The Department of Defense has once again shown its age and its disdain for those daggon kids and their daggum Nintendos.
An early February press release, put out by the Military Health System, took aim at 18-to-25-year-olds and suggested that they’re having a hard time making it through boot camp because their bones are brittle from playing too many video games.
“Today’s recruits are coming from a far more sedentary lifestyle compared to previous generations, making their skeletons more prone to injuries because they’re not used to the kind of intense activity they will face at basic training,” reads the release.
But wait, it gets better. The statement even includes a few new Pentagon buzzwords and catchphrases.

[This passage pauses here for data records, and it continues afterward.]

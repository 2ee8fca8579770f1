//! Logging initialisation
//!
//! `RUST_LOG` takes precedence over the configured level so a single run can be
//! traced without editing the config file.

use crate::config::LoggingConfig;
use crate::{Error, Result};
use std::fs::OpenOptions;
use std::sync::Mutex;
use tracing_subscriber::{layer::SubscriberExt, util::SubscriberInitExt, EnvFilter};

/// Install the global tracing subscriber
///
/// Returns `Ok(false)` when a subscriber was already installed (tests, embedding
/// hosts); that is not treated as an error.
pub fn init(config: &LoggingConfig) -> Result<bool> {
    let filter = EnvFilter::try_from_default_env()
        .or_else(|_| EnvFilter::try_new(&config.level))
        .map_err(|e| Error::Config(format!("invalid log level '{}': {}", config.level, e)))?;

    let registry = tracing_subscriber::registry().with(filter);

    let installed = match &config.file {
        Some(path) => {
            let file = OpenOptions::new().create(true).append(true).open(path)?;
            registry
                .with(
                    tracing_subscriber::fmt::layer()
                        .with_ansi(false)
                        .with_writer(Mutex::new(file)),
                )
                .try_init()
        }
        None => registry
            .with(tracing_subscriber::fmt::layer().with_writer(std::io::stderr))
            .try_init(),
    };

    Ok(installed.is_ok())
}
//! # Submix Audio Mixing Engine
//!
//! Real-time multi-port PCM mixer: producers write PCM into input ports, a
//! dedicated mixing thread wakes once per output period, mixes whatever the
//! ports have staged and hands the result to a physical sink.
//!
//! **Architecture:** per-port SPSC ring buffers (ringbuf) feeding one mixing
//! thread whose tick runs control → read → mix → write, in that order.
//!
//! - [`mixer::AudioMixer`]: port table, output port, thread lifecycle
//! - [`mixer::InputPort`]: ring buffer, state machine, presentation counters
//! - [`mixer::OutputPort`]: mixed-result buffer in front of a [`audio::PcmSink`]
//! - [`mixer::FadeController`] and [`mixer::HwsyncBudgets`]: per-port DSP state

pub mod audio;
pub mod config;
pub mod error;
pub mod mixer;

pub use config::MixerConfig;
pub use error::{MixerError, Result};
pub use mixer::AudioMixer;
pub use submix_common::{PcmConfig, SampleFormat};
//! submix-run: drive the mixer from a TOML scenario
//!
//! Each `[[source]]` becomes an input port fed by a sine tone task; the mixed
//! stream goes to the configured sink (WAV file or null). On exit the mixer
//! snapshot is printed as JSON.

use std::path::PathBuf;
use std::sync::Arc;
use std::time::Duration;

use anyhow::{Context, Result};
use clap::Parser;
use submix::audio::{NullSink, PcmSink, ToneGenerator, WavSink};
use submix::mixer::{
    AudioMixer, HostDevice, OutputFlags, PortObserver, PortOptions, PortSlot, PortState,
};
use submix::MixerConfig;
use submix_common::config::{self, SinkKind, SourceSection, SourceSlot, TomlConfig};
use submix_common::{logging, PcmConfig};
use tokio::signal;
use tokio::sync::Notify;
use tokio::task::JoinSet;
use tracing::{debug, info, warn};

/// Command-line arguments for submix-run
#[derive(Parser, Debug)]
#[command(name = "submix-run")]
#[command(about = "Mix generated test tones through the submix engine")]
#[command(version)]
struct Args {
    /// Configuration file
    #[arg(short, long, env = config::CONFIG_ENV_VAR)]
    config: Option<PathBuf>,

    /// Total run time; defaults to the longest source plus a short tail
    #[arg(short, long)]
    duration_ms: Option<u64>,

    /// Record the mix to this WAV file (overrides `[sink]`)
    #[arg(short, long)]
    output: Option<PathBuf>,
}

/// Wakes a source task when its port has room again
struct SourceObserver {
    space: Arc<Notify>,
}

impl PortObserver for SourceObserver {
    fn on_state_changed(&self, slot: PortSlot, state: PortState) {
        debug!("{} port is now {}", slot, state);
    }

    fn on_input_available(&self, _slot: PortSlot) {
        self.space.notify_one();
    }

    fn on_mixer_exit(&self, slot: PortSlot) {
        info!("Mixer exited while {} port was open", slot);
    }
}

#[tokio::main]
async fn main() -> Result<()> {
    let args = Args::parse();

    let (config, config_path) =
        config::load_or_default(args.config.as_deref()).context("Failed to load configuration")?;
    logging::init(&config.logging).context("Failed to initialise logging")?;

    match &config_path {
        Some(path) => info!("Configuration: {}", path.display()),
        None => info!("Configuration: built-in defaults"),
    }

    let output = PcmConfig::new(
        config.output.sample_rate,
        config.output.channels,
        config.output.format,
    );
    let sink = build_sink(&config, &output, args.output.clone())?;

    let device = Arc::new(HostDevice::new());
    device
        .set_sink_gain(config.mixer.sink_gain)
        .context("Invalid sink gain")?;
    device.set_speaker_gain_enabled(config.mixer.apply_sink_gain);

    let mixer_config = MixerConfig::from(&config.mixer);
    let period = Duration::from_nanos(
        output.frames_to_nanos(mixer_config.period_frames as u64),
    );
    let mixer = Arc::new(
        AudioMixer::new(mixer_config, output, sink, device).context("Failed to create mixer")?,
    );

    let sources = if config.sources.is_empty() {
        info!("No [[source]] configured, playing one default tone");
        vec![SourceSection::default()]
    } else {
        config.sources.clone()
    };

    let mut tasks = JoinSet::new();
    for source in &sources {
        let space = Arc::new(Notify::new());
        let slot = open_source(&mixer, source, output.sample_rate, Arc::clone(&space))?;
        let tone = ToneGenerator::new(
            PcmConfig::new(output.sample_rate, source.channels, source.format),
            source.frequency_hz,
            source.amplitude,
        );
        tasks.spawn(feed_source(
            Arc::clone(&mixer),
            slot,
            tone,
            source.duration_ms,
            period,
            space,
        ));
    }

    mixer.start_thread().context("Failed to start mixer thread")?;

    let run_for = Duration::from_millis(args.duration_ms.unwrap_or_else(|| {
        sources.iter().map(|s| s.duration_ms).max().unwrap_or(0) + 100
    }));
    info!("Running for {:?} with {} source(s)", run_for, sources.len());

    tokio::select! {
        _ = tokio::time::sleep(run_for) => {
            info!("Run time elapsed");
        }
        _ = wait_sources(&mut tasks) => {
            // let the mixer drain what the sources queued
            tokio::time::sleep(period * mixer.config().inport_buffer_periods as u32 * 2).await;
            info!("All sources finished");
        }
        result = signal::ctrl_c() => {
            if let Err(e) = result {
                warn!("Ctrl+C handler failed: {}", e);
            }
            info!("Received Ctrl+C, shutting down");
        }
    }

    tasks.abort_all();
    mixer.stop_thread().context("Failed to stop mixer thread")?;

    let snapshot = mixer.snapshot();
    info!("Final state:\n{}", snapshot);
    println!(
        "{}",
        serde_json::to_string_pretty(&snapshot).context("Failed to serialise snapshot")?
    );
    Ok(())
}

fn build_sink(
    config: &TomlConfig,
    output: &PcmConfig,
    cli_output: Option<PathBuf>,
) -> Result<Box<dyn PcmSink>> {
    let wav_path = match (cli_output, config.sink.kind) {
        (Some(path), _) => Some(path),
        (None, SinkKind::Wav) => Some(config.sink.path.clone().unwrap_or_else(|| {
            PathBuf::from(format!(
                "submix-{}.wav",
                chrono::Local::now().format("%Y%m%d-%H%M%S")
            ))
        })),
        (None, SinkKind::Null) => None,
    };

    match wav_path {
        Some(path) => {
            info!("Recording mix to {}", path.display());
            Ok(Box::new(
                WavSink::new(&path, *output).context("Failed to create WAV sink")?,
            ))
        }
        None => Ok(Box::new(NullSink::new(
            *output,
            config.output.buffer_frames,
            config.output.latency_frames,
        ))),
    }
}

fn open_source(
    mixer: &AudioMixer,
    source: &SourceSection,
    sample_rate: u32,
    space: Arc<Notify>,
) -> Result<PortSlot> {
    let flags = match source.slot {
        SourceSlot::System => OutputFlags::PRIMARY,
        SourceSlot::Direct => OutputFlags::DIRECT,
    };
    let options = PortOptions::default()
        .with_volume(source.volume)
        .with_observer(Arc::new(SourceObserver { space }));

    let slot = mixer
        .create_input_port(
            PcmConfig::new(sample_rate, source.channels, source.format),
            flags,
            options,
        )
        .with_context(|| format!("Failed to open {:?} source", source.slot))?;
    if source.padding_bytes > 0 {
        mixer.set_padding_bytes(slot, source.padding_bytes)?;
    }
    Ok(slot)
}

/// Push one tone into `slot` in period-sized blocks, retrying short writes
async fn feed_source(
    mixer: Arc<AudioMixer>,
    slot: PortSlot,
    mut tone: ToneGenerator,
    duration_ms: u64,
    period: Duration,
    space: Arc<Notify>,
) -> Result<()> {
    let period_frames = mixer.config().period_frames;
    let total_frames = tone.config().sample_rate as u64 * duration_ms / 1000;
    let mut interval = tokio::time::interval(period);

    while tone.frames_generated() < total_frames {
        let frames = (total_frames - tone.frames_generated()).min(period_frames as u64) as usize;
        let block = tone.next_block(frames);

        let mut offset = 0;
        while offset < block.len() {
            offset += mixer.write(slot, &block[offset..])?;
            if offset < block.len() {
                tokio::select! {
                    _ = space.notified() => {}
                    _ = interval.tick() => {}
                }
            }
        }
        interval.tick().await;
    }

    info!("{} source done: {} frames", slot, tone.frames_generated());
    Ok(())
}

async fn wait_sources(tasks: &mut JoinSet<Result<()>>) {
    while let Some(joined) = tasks.join_next().await {
        match joined {
            Ok(Ok(())) => {}
            Ok(Err(e)) => warn!("Source failed: {:#}", e),
            Err(e) if e.is_cancelled() => {}
            Err(e) => warn!("Source task panicked: {}", e),
        }
    }
}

“The ‘Nintendo Generation’ soldier skeleton is not toughened by activity prior to arrival, so some of them break more easily,” said Maj. Jon-Marc Thibodeau, a clinical coordinator at Fort Leonard Wood, Missouri. (Side note: “Nintendo Generation soldier skeleton” is an excellent idea for a band name or a DARPA project.)
The age bracket being discussed, ages 18 to 25, places those prospective recruits squarely within Generation Z, which includes those born between 1997 and 2012. So for once, it’s not millennials that everyone is bitching about, despite the use of the phrase “Nintendo Generation,” which typically refers to millennials — a generation that served in America’s longest period of sustained conflict.
It’s also worth noting that the statement, which suggests that one’s skill in video games is inversely proportional to their military readiness, conflicts with the Defense Department’s recent messaging on the matter. Just this month the military put out another news release saying that playing first-person shooters actually makes Marines and sailors a bit more combat-ready since recent research suggests that it improves the speed at which they learn new tasks. That’s to say nothing of the energy and money the various military branches have poured into esports teams as a recruitment tool, and probably a retention incentive.
Despite the press release’s critical words on the fitness of young Americans, the post includes some helpful tips for prospective recruits who want to swap their controllers and pajamas for an M4 and a uniform they’ll get yelled at for wearing improperly. Starting with: exercise before arriving at boot camp.
“A few weeks of deliberate fitness preparation before shipping out to boot camp or basic training can greatly increase an incoming recruit’s chances of success by avoiding the most common injuries that can delay or derail a recruit’s completion of initial military training,” the statement reads.
It goes on to note that common injuries include “acute fractures and falls” and tears to the ACL, as well as muscle strains and stress fractures. For those looking for some more information on pre-enlistment training, the press release included a handy link for that.
While it’s hilarious that there’s an official military statement that accuses an entire generation of having weak bones because they enjoy playing “Pokemon Go,” or whatever kids do these days, this is nothing new. In fact, it’s a time-honored tradition for older generations to look at the youngest one and see nothing but a bunch of soft kids. It’s also a drum that’s been beaten repeatedly for the past several years, and while there are concerning statistics about how 71% of America’s youth are not eligible for military service due to drug use, being out of shape, overweight, or failing to meet the education requirements, young Americans have, and in all likelihood will continue to volunteer to serve.
Then again, Gen Z doesn’t seem too keen on the idea at the moment.
Update: This article has been updated to note that the term “Nintendo Generation” typically refers to millennials, not members of Generation Z.